[Opening DATA EXTRACT section]
//! Per-socket WebSocket handling
//!
//! One task per accepted socket: upgrade on the hub path, register with the
//! hub and send `ready`, then forward pushes out and commands in until either
//! side goes away.

use std::net::SocketAddr;
use std::sync::Arc;

use futures_util::stream::{SplitSink, SplitStream};
use futures_util::{SinkExt, StreamExt};
use tokio::net::TcpStream;
use tokio_tungstenite::tungstenite::handshake::server::{ErrorResponse, Request, Response};
use tokio_tungstenite::tungstenite::http::StatusCode;
use tokio_tungstenite::tungstenite::Message;
use tokio_tungstenite::WebSocketStream;

use crate::error::{Result, TransportError};
use crate::hub::{BroadcastHub, ClientCommand, ConnectionHandle, HubEvent};
use crate::registry::NotificationRegistry;
use crate::server::config::ServerConfig;
use crate::store::NotificationStore;

type Sink = SplitSink<WebSocketStream<TcpStream>, Message>;
type Stream = SplitStream<WebSocketStream<TcpStream>>;

/// A single client connection
pub(crate) struct Connection<S: NotificationStore> {
    peer_addr: SocketAddr,
    config: Arc<ServerConfig>,
    registry: Arc<NotificationRegistry<S>>,
    hub: Arc<BroadcastHub>,
}

impl<S: NotificationStore> Connection<S> {
    pub(crate) fn new(
        peer_addr: SocketAddr,
        config: Arc<ServerConfig>,
        registry: Arc<NotificationRegistry<S>>,
        hub: Arc<BroadcastHub>,
    ) -> Self {
        Self {
            peer_addr,
            config,
            registry,
            hub,
        }
    }

    /// Run the connection to completion
    pub(crate) async fn run(self, socket: TcpStream) -> Result<()> {
        let ws = self.upgrade(socket).await?;

        let mut handle = self.hub.connect().await;
        let id = handle.id();
        tracing::debug!(connection_id = %id, peer = %self.peer_addr, "Hub connection opened");

        let (mut sink, stream) = ws.split();
        let result = match self.send(&mut sink, &HubEvent::Ready).await {
            Ok(()) => self.pump(&mut handle, sink, stream).await,
            Err(e) => Err(e),
        };

        self.hub.disconnect(id).await;
        tracing::debug!(connection_id = %id, "Hub connection closed");
        result
    }

    async fn upgrade(&self, socket: TcpStream) -> Result<WebSocketStream<TcpStream>> {
        let hub_path = self.config.hub_path.as_str();
        let peer_addr = self.peer_addr;

        let check_path = |request: &Request, response: Response| {
            if request.uri().path() == hub_path {
                return Ok(response);
            }
            tracing::debug!(peer = %peer_addr, path = request.uri().path(), "Rejected upgrade");
            let mut rejection = ErrorResponse::new(Some("not found".to_string()));
            *rejection.status_mut() = StatusCode::NOT_FOUND;
            Err(rejection)
        };

        let handshake = tokio_tungstenite::accept_hdr_async(socket, check_path);
        let ws = tokio::time::timeout(self.config.handshake_timeout, handshake)
            .await
            .map_err(|_| TransportError::ConnectTimeout)?
            .map_err(TransportError::from)?;
        Ok(ws)
    }

    async fn pump(
        &self,
        handle: &mut ConnectionHandle,
        mut sink: Sink,
        mut stream: Stream,
    ) -> Result<()> {
        loop {
            tokio::select! {
                event = handle.recv() => match event {
                    Some(event) => self.send(&mut sink, &event).await?,
                    None => {
                        // Dropped by the hub: slow consumer or shutdown
                        let _ = sink.send(Message::Close(None)).await;
                        return Ok(());
                    }
                },
                frame = stream.next() => match frame {
                    Some(Ok(Message::Text(text))) => self.handle_command(&text).await,
                    Some(Ok(Message::Close(_))) | None => return Ok(()),
                    Some(Ok(_)) => {}
                    Some(Err(e)) => return Err(TransportError::from(e).into()),
                },
            }
        }
    }

    async fn send(&self, sink: &mut Sink, event: &HubEvent) -> Result<()> {
        let text = event.to_json().map_err(TransportError::from)?;

        tokio::time::timeout(self.config.send_timeout, sink.send(Message::Text(text)))
            .await
            .map_err(|_| TransportError::SendTimeout)?
            .map_err(TransportError::from)?;
        Ok(())
    }

    async fn handle_command(&self, text: &str) {
        let command = match ClientCommand::from_json(text) {
            Ok(command) => command,
            Err(e) => {
                tracing::warn!(peer = %self.peer_addr, error = %e, "Ignoring malformed command");
                return;
            }
        };

        match command {
            ClientCommand::CreateNotification(input) => {
                // The relay pushes the result to every connection, this one included
                if let Err(e) = self.registry.create(input).await {
                    tracing::warn!(peer = %self.peer_addr, error = %e, "Create command failed");
                }
            }
        }
    }
}
//! # Simplex Noise
//!
//! Seeded 2D and 3D simplex gradient noise used for terrain heights and cave
//! carving. Values are continuous, deterministic for a given permutation table
//! and always within `[-1, 1]`.
//!
//! The permutation table is a Fisher–Yates shuffle of `0..256` driven by the
//! RNG passed at construction, stored twice so lattice hashing never wraps.
//! [`SimplexNoise`] implements [`noise::NoiseFn`] for 2 and 3 dimensions so it
//! can stand in wherever the `noise` crate's generators are accepted.

use noise::NoiseFn;

/// Skew factor for 2D: `(sqrt(3) - 1) / 2`
const F2: f64 = 0.366_025_403_784_438_6;
/// Unskew factor for 2D: `(3 - sqrt(3)) / 6`
const G2: f64 = 0.211_324_865_405_187_1;
/// Skew factor for 3D
const F3: f64 = 1.0 / 3.0;
/// Unskew factor for 3D
const G3: f64 = 1.0 / 6.0;

/// Gradient directions: the midpoints of the 12 edges of a cube. 2D lookups use
/// the first two components.
#[rustfmt::skip]
const GRADIENTS: [[f64; 3]; 12] = [
    [1.0, 1.0, 0.0], [-1.0, 1.0, 0.0], [1.0, -1.0, 0.0], [-1.0, -1.0, 0.0],
    [1.0, 0.0, 1.0], [-1.0, 0.0, 1.0], [1.0, 0.0, -1.0], [-1.0, 0.0, -1.0],
    [0.0, 1.0, 1.0], [0.0, -1.0, 1.0], [0.0, 1.0, -1.0], [0.0, -1.0, -1.0],
];

const TABLE_SIZE: usize = 256;

/// A seeded simplex noise source.
#[derive(Clone)]
pub struct SimplexNoise {
    /// Shuffled `0..256`, repeated twice
    perm: [u8; TABLE_SIZE * 2],
    /// `perm[i] % 12`, precomputed gradient indices
    perm_mod12: [u8; TABLE_SIZE * 2],
}

impl SimplexNoise {
    /// Builds a noise source whose permutation table is shuffled by `rng`.
    pub fn new(rng: &mut fastrand::Rng) -> Self {
        let mut table = [0u8; TABLE_SIZE];
        for (i, entry) in table.iter_mut().enumerate() {
            *entry = i as u8;
        }
        for i in (1..TABLE_SIZE).rev() {
            let j = rng.usize(0..=i);
            table.swap(i, j);
        }

        let mut perm = [0u8; TABLE_SIZE * 2];
        let mut perm_mod12 = [0u8; TABLE_SIZE * 2];
        for i in 0..TABLE_SIZE * 2 {
            perm[i] = table[i & (TABLE_SIZE - 1)];
            perm_mod12[i] = perm[i] % 12;
        }

        SimplexNoise { perm, perm_mod12 }
    }

    /// Builds a noise source from a fresh RNG seeded with `seed`.
    pub fn from_seed(seed: u64) -> Self {
        Self::new(&mut fastrand::Rng::with_seed(seed))
    }

    #[inline]
    fn perm(&self, index: usize) -> usize {
        self.perm[index] as usize
    }

    #[inline]
    fn gradient(&self, index: usize) -> &[f64; 3] {
        &GRADIENTS[self.perm_mod12[index] as usize]
    }

    /// 2D simplex noise in `[-1, 1]`.
    pub fn noise2d(&self, xin: f64, yin: f64) -> f64 {
        let s = (xin + yin) * F2;
        let i = (xin + s).floor();
        let j = (yin + s).floor();
        let t = (i + j) * G2;
        let x0 = xin - (i - t);
        let y0 = yin - (j - t);

        // Which of the two triangles of the skewed cell the point is in.
        let (i1, j1) = if x0 > y0 { (1, 0) } else { (0, 1) };

        let x1 = x0 - i1 as f64 + G2;
        let y1 = y0 - j1 as f64 + G2;
        let x2 = x0 - 1.0 + 2.0 * G2;
        let y2 = y0 - 1.0 + 2.0 * G2;

        let ii = wrap(i);
        let jj = wrap(j);
        let g0 = self.gradient(ii + self.perm(jj));
        let g1 = self.gradient(ii + i1 + self.perm(jj + j1));
        let g2 = self.gradient(ii + 1 + self.perm(jj + 1));

        let n0 = corner2d(g0, x0, y0);
        let n1 = corner2d(g1, x1, y1);
        let n2 = corner2d(g2, x2, y2);

        (70.0 * (n0 + n1 + n2)).clamp(-1.0, 1.0)
    }

    /// 3D simplex noise in `[-1, 1]`.
    pub fn noise3d(&self, xin: f64, yin: f64, zin: f64) -> f64 {
        let s = (xin + yin + zin) * F3;
        let i = (xin + s).floor();
        let j = (yin + s).floor();
        let k = (zin + s).floor();
        let t = (i + j + k) * G3;
        let x0 = xin - (i - t);
        let y0 = yin - (j - t);
        let z0 = zin - (k - t);

        // Offsets of the second and third corners, by ranking the coordinates.
        let ((i1, j1, k1), (i2, j2, k2)) = if x0 >= y0 {
            if y0 >= z0 {
                ((1, 0, 0), (1, 1, 0))
            } else if x0 >= z0 {
                ((1, 0, 0), (1, 0, 1))
            } else {
                ((0, 0, 1), (1, 0, 1))
            }
        } else if y0 < z0 {
            ((0, 0, 1), (0, 1, 1))
        } else if x0 < z0 {
            ((0, 1, 0), (0, 1, 1))
        } else {
            ((0, 1, 0), (1, 1, 0))
        };

        let x1 = x0 - i1 as f64 + G3;
        let y1 = y0 - j1 as f64 + G3;
        let z1 = z0 - k1 as f64 + G3;
        let x2 = x0 - i2 as f64 + 2.0 * G3;
        let y2 = y0 - j2 as f64 + 2.0 * G3;
        let z2 = z0 - k2 as f64 + 2.0 * G3;
        let x3 = x0 - 1.0 + 3.0 * G3;
        let y3 = y0 - 1.0 + 3.0 * G3;
        let z3 = z0 - 1.0 + 3.0 * G3;

        let ii = wrap(i);
        let jj = wrap(j);
        let kk = wrap(k);
        let g0 = self.gradient(ii + self.perm(jj + self.perm(kk)));
        let g1 = self.gradient(ii + i1 + self.perm(jj + j1 + self.perm(kk + k1)));
        let g2 = self.gradient(ii + i2 + self.perm(jj + j2 + self.perm(kk + k2)));
        let g3 = self.gradient(ii + 1 + self.perm(jj + 1 + self.perm(kk + 1)));

        let n0 = corner3d(g0, x0, y0, z0);
        let n1 = corner3d(g1, x1, y1, z1);
        let n2 = corner3d(g2, x2, y2, z2);
        let n3 = corner3d(g3, x3, y3, z3);

        (32.0 * (n0 + n1 + n2 + n3)).clamp(-1.0, 1.0)
    }
}

/// Lattice coordinate reduced into the permutation table.
#[inline]
fn wrap(coordinate: f64) -> usize {
    (coordinate as i64 & (TABLE_SIZE as i64 - 1)) as usize
}

#[inline]
fn corner2d(gradient: &[f64; 3], x: f64, y: f64) -> f64 {
    let t = 0.5 - x * x - y * y;
    if t < 0.0 {
        0.0
    } else {
        let t = t * t;
        t * t * (gradient[0] * x + gradient[1] * y)
    }
}

#[inline]
fn corner3d(gradient: &[f64; 3], x: f64, y: f64, z: f64) -> f64 {
    let t = 0.6 - x * x - y * y - z * z;
    if t < 0.0 {
        0.0
    } else {
        let t = t * t;
        t * t * (gradient[0] * x + gradient[1] * y + gradient[2] * z)
    }
}

impl NoiseFn<f64, 2> for SimplexNoise {
    fn get(&self, point: [f64; 2]) -> f64 {
        self.noise2d(point[0], point[1])
    }
}

impl NoiseFn<f64, 3> for SimplexNoise {
    fn get(&self, point: [f64; 3]) -> f64 {
        self.noise3d(point[0], point[1], point[2])
    }
}
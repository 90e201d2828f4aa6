//! # Engine State Module
//!
//! The core engine module that ties the voxel world to a camera and a scene.
//!
//! ## Key Components
//!
//! * `EngineState` - The main state container for the engine
//! * `camera_state` - Handles camera positioning and movement
//! * `rendering` - The scene interface, mesh data and the chunk mesher
//! * `voxels` - Handles voxel data, chunks, and world generation
//!
//! ## Frame Loop
//!
//! Each frame calls [`EngineState::update`] with the elapsed time and the
//! frame's input, then [`EngineState::render`]. When the camera enters a new
//! chunk, every chunk within the configured radius of it is generated.

use log::{debug, info};
use web_time::{Duration, Instant};

use camera_state::{CameraConfig, CameraState, CameraUpdates};
use rendering::Scene;
use voxels::{
    coords::ChunkPosition,
    world::{World, WorldConfig},
};

use crate::application_state::input_state::MovementInput;

pub mod camera_state;
pub mod rendering;
pub mod voxels;

/// Per-frame summary of what the scene holds.
#[derive(Debug, Clone, Copy, PartialEq, Eq, Default)]
pub struct FrameStats {
    /// Number of loaded chunks
    pub chunks: usize,
    /// Triangles across every chunk mesh
    pub triangles: usize,
    /// Chunks that currently have a mesh attached
    pub attached_meshes: usize,
}

/// The main state container for the voxel engine
///
/// # Examples
///
/// ```
/// use voxel_terrain::engine_state::{camera_state::CameraConfig, voxels::world::WorldConfig, EngineState};
/// use voxel_terrain::engine_state::rendering::HeadlessScene;
/// use voxel_terrain::application_state::input_state::MovementInput;
/// use web_time::Duration;
///
/// let world = WorldConfig { initial_radius: 1, ..WorldConfig::default() };
/// let mut engine = EngineState::new(world, &CameraConfig::default(), HeadlessScene::new());
/// engine.update(Duration::from_millis(16), &MovementInput::default());
/// assert_eq!(engine.render().chunks, 9);
/// ```
pub struct EngineState<S: Scene> {
    /// Camera state managing position, orientation and movement
    pub camera_state: CameraState,
    /// The voxel world containing all chunk data
    world: World<S>,
    /// Current chunk position of the player
    current_player_chunk_position: ChunkPosition,
    /// Frames rendered so far
    frame: u64,
}

impl<S: Scene> EngineState<S> {
    /// Creates a new engine state and generates the starting chunks.
    ///
    /// # Arguments
    ///
    /// * `world_config` - Seed, radius and terrain parameters
    /// * `camera_config` - Camera start position and speeds
    /// * `scene` - The scene chunk meshes are attached to
    pub fn new(world_config: WorldConfig, camera_config: &CameraConfig, scene: S) -> Self {
        let start = Instant::now();
        let radius = world_config.initial_radius;
        let camera_state = CameraState::new(camera_config);
        let current_player_chunk_position = camera_state.chunk_position();

        let mut world = World::new(world_config, scene);
        world.generate_initial_chunks(radius);
        world.generate_around(current_player_chunk_position, radius);

        info!(
            "Engine ready with {} chunks in {:?}",
            world.chunk_count(),
            start.elapsed()
        );

        Self {
            camera_state,
            world,
            current_player_chunk_position,
            frame: 0,
        }
    }

    /// Moves the camera and loads chunks around it.
    ///
    /// # Arguments
    ///
    /// * `dt` - The time elapsed since the last frame
    /// * `input` - This frame's movement input
    pub fn update(&mut self, dt: Duration, input: &MovementInput) {
        if let Some(CameraUpdates { new_chunk_position }) = self.camera_state.update(dt, input) {
            if self.current_player_chunk_position != new_chunk_position {
                let radius = self.world.config().initial_radius;
                let generated = self.world.generate_around(new_chunk_position, radius);
                debug!(
                    "Camera entered chunk {new_chunk_position:?}, generated {generated} chunks"
                );
                self.current_player_chunk_position = new_chunk_position;
            }
        }
    }

    /// Summarises the current frame.
    pub fn render(&mut self) -> FrameStats {
        self.frame += 1;
        let mut stats = FrameStats {
            chunks: self.world.chunk_count(),
            ..FrameStats::default()
        };
        for position in self.world.chunk_positions() {
            if let Some(chunk) = self.world.get_chunk(position.x, position.z) {
                if let Some(mesh) = chunk.get().mesh() {
                    stats.attached_meshes += 1;
                    stats.triangles += mesh.geometry.triangle_count();
                }
            }
        }
        stats
    }

    /// The chunk the camera was last seen in.
    pub fn player_chunk_position(&self) -> ChunkPosition {
        self.current_player_chunk_position
    }

    /// Frames rendered so far.
    pub fn frame(&self) -> u64 {
        self.frame
    }

    /// The voxel world.
    pub fn world(&self) -> &World<S> {
        &self.world
    }

    /// Mutable access to the voxel world, for block edits.
    pub fn world_mut(&mut self) -> &mut World<S> {
        &mut self.world
    }

    /// Releases every chunk mesh.
    pub fn dispose(&mut self) {
        self.world.dispose();
    }
}

#[cfg(test)]
mod tests {
    use cgmath::Vector3;

    use super::{rendering::HeadlessScene, voxels::block::BlockType, *};

    fn engine(radius: i32) -> EngineState<HeadlessScene> {
        let world = WorldConfig {
            initial_radius: radius,
            ..WorldConfig::default()
        };
        EngineState::new(world, &CameraConfig::default(), HeadlessScene::new())
    }

    #[test]
    fn starts_with_the_initial_square() {
        let mut engine = engine(1);
        let stats = engine.render();
        assert_eq!(stats.chunks, 9);
        assert_eq!(stats.attached_meshes, 9);
        assert_eq!(stats.triangles, engine.world().scene().attached_triangles());
        assert_eq!(engine.frame(), 1);
    }

    #[test]
    fn crossing_a_chunk_border_generates_new_chunks() {
        let mut engine = engine(1);
        let forward = MovementInput::new(Vector3::new(0.0, 0.0, 1.0), (0.0, 0.0));

        // Default camera looks along +X at 12 blocks per second from x = 8.
        engine.update(Duration::from_secs(1), &forward);
        assert_eq!(engine.player_chunk_position(), ChunkPosition::new(1, 0));
        assert_eq!(engine.world().chunk_count(), 12);
        assert!(engine.world().contains_chunk(ChunkPosition::new(2, 1)));
    }

    #[test]
    fn chunk_limit_keeps_the_square_around_the_camera() {
        let world = WorldConfig {
            initial_radius: 1,
            max_loaded_chunks: Some(9),
            ..WorldConfig::default()
        };
        let mut engine = EngineState::new(world, &CameraConfig::default(), HeadlessScene::new());
        let forward = MovementInput::new(Vector3::new(0.0, 0.0, 1.0), (0.0, 0.0));

        engine.update(Duration::from_secs(1), &forward);
        assert_eq!(engine.player_chunk_position(), ChunkPosition::new(1, 0));
        assert_eq!(engine.world().chunk_count(), 9);
        for dx in 0..=2 {
            for dz in -1..=1 {
                assert!(engine.world().contains_chunk(ChunkPosition::new(dx, dz)));
            }
        }
        assert_eq!(engine.world().scene().release_count(), 3);
    }

    #[test]
    fn edits_through_world_mut_remesh_the_chunk() {
        let mut engine = engine(1);
        let mesh_id = |engine: &EngineState<HeadlessScene>| {
            engine
                .world()
                .get_chunk(0, 0)
                .and_then(|chunk| chunk.get().mesh().map(|mesh| mesh.id()))
        };
        let before = mesh_id(&engine);

        engine.world_mut().set_block(8, 31, 8, BlockType::Stone);
        assert_eq!(engine.world().get_block(8, 31, 8), BlockType::Stone);
        assert_ne!(mesh_id(&engine), before);
        assert_eq!(engine.world().chunk_count(), 9);
    }

    #[test]
    fn dispose_detaches_everything() {
        let mut engine = engine(1);
        engine.dispose();
        let stats = engine.render();
        assert_eq!(stats, FrameStats { chunks: 0, triangles: 0, attached_meshes: 0 });
        assert_eq!(engine.world().scene().attached_count(), 0);
    }
}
[Closing DATA EXTRACT section]
▶ _TASK DIRECTIONS_: Lines from the top of the entries above to the line that contains "pub(crate) struct Connection<S: NotificationStore>" should be set down exactly, please, with both ends kept and nothing added.

▶ _TASK RESULT_:
//! Per-socket WebSocket handling
//!
//! One task per accepted socket: upgrade on the hub path, register with the
//! hub and send `ready`, then forward pushes out and commands in until either
//! side goes away.

use std::net::SocketAddr;
use std::sync::Arc;

use futures_util::stream::{SplitSink, SplitStream};
use futures_util::{SinkExt, StreamExt};
use tokio::net::TcpStream;
use tokio_tungstenite::tungstenite::handshake::server::{ErrorResponse, Request, Response};
use tokio_tungstenite::tungstenite::http::StatusCode;
use tokio_tungstenite::tungstenite::Message;
use tokio_tungstenite::WebSocketStream;

use crate::error::{Result, TransportError};
use crate::hub::{BroadcastHub, ClientCommand, ConnectionHandle, HubEvent};
use crate::registry::NotificationRegistry;
use crate::server::config::ServerConfig;
use crate::store::NotificationStore;

type Sink = SplitSink<WebSocketStream<TcpStream>, Message>;
type Stream = SplitStream<WebSocketStream<TcpStream>>;

/// A single client connection
pub(crate) struct Connection<S: NotificationStore> {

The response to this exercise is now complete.